LISTED RECORDS:
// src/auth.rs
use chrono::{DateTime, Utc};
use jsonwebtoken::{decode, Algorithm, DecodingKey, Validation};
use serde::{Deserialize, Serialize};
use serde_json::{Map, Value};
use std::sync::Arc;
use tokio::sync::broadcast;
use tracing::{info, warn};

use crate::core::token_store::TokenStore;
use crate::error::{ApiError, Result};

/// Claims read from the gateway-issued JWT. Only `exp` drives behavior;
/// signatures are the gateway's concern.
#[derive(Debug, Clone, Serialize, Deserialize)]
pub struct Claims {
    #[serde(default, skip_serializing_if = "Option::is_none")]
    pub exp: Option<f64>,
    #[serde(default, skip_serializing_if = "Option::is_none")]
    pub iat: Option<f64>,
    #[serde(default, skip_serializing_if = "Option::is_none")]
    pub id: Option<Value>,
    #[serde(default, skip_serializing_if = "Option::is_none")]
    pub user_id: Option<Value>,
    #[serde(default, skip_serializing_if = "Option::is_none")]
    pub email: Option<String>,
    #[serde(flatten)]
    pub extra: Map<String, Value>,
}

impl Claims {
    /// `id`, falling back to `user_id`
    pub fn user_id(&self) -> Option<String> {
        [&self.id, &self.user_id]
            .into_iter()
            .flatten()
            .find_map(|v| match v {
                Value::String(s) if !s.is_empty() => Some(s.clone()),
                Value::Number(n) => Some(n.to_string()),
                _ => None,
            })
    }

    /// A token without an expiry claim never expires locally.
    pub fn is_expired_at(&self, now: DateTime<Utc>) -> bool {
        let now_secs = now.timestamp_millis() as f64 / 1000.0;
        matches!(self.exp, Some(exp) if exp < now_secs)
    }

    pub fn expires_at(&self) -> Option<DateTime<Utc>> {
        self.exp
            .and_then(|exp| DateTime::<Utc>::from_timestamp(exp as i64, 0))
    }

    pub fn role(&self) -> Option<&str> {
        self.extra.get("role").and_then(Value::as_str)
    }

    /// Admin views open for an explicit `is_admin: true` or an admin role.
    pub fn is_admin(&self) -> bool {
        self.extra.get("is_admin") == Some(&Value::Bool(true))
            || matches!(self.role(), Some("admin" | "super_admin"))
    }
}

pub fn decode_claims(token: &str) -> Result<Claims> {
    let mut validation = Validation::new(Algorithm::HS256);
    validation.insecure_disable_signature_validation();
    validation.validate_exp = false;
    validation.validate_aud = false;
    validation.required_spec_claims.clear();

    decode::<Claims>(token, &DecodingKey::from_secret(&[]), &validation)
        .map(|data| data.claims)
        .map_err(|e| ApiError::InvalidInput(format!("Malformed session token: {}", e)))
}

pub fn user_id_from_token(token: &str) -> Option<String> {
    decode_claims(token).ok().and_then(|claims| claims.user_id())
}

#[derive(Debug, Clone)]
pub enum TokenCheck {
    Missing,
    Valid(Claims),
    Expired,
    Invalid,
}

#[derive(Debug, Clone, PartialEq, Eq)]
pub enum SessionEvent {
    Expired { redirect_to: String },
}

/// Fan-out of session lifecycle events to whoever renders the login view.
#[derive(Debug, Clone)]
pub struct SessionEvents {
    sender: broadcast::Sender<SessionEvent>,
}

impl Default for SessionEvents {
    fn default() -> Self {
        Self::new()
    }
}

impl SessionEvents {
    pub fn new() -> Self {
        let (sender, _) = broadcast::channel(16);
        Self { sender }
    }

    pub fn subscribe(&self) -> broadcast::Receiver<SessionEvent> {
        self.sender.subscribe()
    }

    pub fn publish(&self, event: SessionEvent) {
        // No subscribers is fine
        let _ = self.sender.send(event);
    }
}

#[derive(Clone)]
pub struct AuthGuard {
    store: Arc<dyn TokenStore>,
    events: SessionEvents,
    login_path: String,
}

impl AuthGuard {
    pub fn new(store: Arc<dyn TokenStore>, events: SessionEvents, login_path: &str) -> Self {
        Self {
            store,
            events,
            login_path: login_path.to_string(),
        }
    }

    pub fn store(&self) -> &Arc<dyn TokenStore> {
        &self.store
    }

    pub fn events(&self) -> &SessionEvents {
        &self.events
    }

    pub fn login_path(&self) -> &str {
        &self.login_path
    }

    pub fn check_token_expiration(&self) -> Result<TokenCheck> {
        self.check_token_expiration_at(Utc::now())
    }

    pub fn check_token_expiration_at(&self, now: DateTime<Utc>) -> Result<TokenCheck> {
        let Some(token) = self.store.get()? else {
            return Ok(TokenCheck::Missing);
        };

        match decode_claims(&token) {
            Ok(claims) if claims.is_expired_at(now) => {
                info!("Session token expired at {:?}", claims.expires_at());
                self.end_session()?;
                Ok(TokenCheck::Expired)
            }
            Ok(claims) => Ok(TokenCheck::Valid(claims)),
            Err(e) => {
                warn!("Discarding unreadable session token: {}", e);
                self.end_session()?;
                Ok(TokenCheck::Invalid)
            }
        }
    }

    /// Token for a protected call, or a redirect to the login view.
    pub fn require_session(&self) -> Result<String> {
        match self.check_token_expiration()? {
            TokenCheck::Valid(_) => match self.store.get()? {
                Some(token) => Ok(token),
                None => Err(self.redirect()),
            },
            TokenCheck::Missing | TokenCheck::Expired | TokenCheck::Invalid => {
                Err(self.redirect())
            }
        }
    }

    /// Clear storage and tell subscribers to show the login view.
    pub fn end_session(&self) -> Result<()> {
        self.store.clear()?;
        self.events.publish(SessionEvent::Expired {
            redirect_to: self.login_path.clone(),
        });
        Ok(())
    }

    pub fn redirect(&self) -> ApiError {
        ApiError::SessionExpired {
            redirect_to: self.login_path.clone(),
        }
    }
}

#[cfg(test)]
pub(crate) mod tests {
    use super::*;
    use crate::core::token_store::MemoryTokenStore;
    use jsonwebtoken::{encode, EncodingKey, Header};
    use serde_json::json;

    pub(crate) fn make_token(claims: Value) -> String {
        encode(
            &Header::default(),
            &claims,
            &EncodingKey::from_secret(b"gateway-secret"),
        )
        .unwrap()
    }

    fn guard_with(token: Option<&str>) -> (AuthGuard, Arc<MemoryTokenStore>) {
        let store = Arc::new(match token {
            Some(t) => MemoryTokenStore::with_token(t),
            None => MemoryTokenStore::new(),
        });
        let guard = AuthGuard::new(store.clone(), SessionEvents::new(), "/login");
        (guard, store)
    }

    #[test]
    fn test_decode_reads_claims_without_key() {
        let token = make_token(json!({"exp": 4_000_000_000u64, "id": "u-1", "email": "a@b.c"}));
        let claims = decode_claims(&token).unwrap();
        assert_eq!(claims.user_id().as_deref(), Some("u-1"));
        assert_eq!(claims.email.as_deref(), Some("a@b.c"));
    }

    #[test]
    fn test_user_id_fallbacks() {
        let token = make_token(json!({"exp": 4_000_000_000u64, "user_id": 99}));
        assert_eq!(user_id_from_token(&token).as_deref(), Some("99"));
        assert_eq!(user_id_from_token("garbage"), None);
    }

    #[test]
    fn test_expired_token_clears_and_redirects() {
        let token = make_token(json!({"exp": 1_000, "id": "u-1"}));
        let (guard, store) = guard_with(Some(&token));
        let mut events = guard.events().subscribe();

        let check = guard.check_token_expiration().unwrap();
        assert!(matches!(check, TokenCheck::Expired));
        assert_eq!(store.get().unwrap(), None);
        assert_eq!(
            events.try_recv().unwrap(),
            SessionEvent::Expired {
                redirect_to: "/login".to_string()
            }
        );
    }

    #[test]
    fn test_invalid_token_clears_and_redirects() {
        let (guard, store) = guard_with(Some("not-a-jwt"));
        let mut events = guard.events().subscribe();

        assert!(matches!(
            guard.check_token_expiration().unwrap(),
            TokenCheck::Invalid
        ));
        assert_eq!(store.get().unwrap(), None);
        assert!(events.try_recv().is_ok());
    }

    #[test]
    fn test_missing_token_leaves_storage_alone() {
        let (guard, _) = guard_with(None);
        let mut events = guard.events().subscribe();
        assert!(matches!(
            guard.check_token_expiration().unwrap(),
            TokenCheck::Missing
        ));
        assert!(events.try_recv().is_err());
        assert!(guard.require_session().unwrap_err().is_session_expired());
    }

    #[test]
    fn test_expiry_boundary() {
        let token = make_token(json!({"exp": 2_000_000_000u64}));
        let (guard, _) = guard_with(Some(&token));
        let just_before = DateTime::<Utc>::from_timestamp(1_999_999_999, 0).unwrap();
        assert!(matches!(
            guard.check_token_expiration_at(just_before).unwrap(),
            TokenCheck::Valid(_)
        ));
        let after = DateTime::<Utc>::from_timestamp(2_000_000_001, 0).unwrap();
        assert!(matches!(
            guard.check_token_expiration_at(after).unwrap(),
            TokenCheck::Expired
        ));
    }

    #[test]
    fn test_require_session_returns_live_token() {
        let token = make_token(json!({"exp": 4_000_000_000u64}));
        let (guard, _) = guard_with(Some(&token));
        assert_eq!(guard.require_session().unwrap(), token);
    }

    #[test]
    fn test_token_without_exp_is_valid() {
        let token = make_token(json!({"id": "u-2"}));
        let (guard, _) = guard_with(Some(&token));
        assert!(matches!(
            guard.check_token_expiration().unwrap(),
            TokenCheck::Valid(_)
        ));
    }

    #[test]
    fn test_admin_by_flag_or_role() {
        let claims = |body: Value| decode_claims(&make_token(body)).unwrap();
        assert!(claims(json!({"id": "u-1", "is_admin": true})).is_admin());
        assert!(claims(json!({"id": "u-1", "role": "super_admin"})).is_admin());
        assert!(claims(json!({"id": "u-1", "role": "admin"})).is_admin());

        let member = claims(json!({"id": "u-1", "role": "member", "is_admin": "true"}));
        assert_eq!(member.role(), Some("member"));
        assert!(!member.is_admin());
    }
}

WHAT YOU SHOULD DO: Your answer should be the lines above from the one containing "pub fn login_path(&self)" through the one containing "let Some(token) = self.store.get()?", copied exactly and with both ends kept.

WRITTEN RESPONSE:
    pub fn login_path(&self) -> &str {
        &self.login_path
    }

    pub fn check_token_expiration(&self) -> Result<TokenCheck> {
        self.check_token_expiration_at(Utc::now())
    }

    pub fn check_token_expiration_at(&self, now: DateTime<Utc>) -> Result<TokenCheck> {
        let Some(token) = self.store.get()? else {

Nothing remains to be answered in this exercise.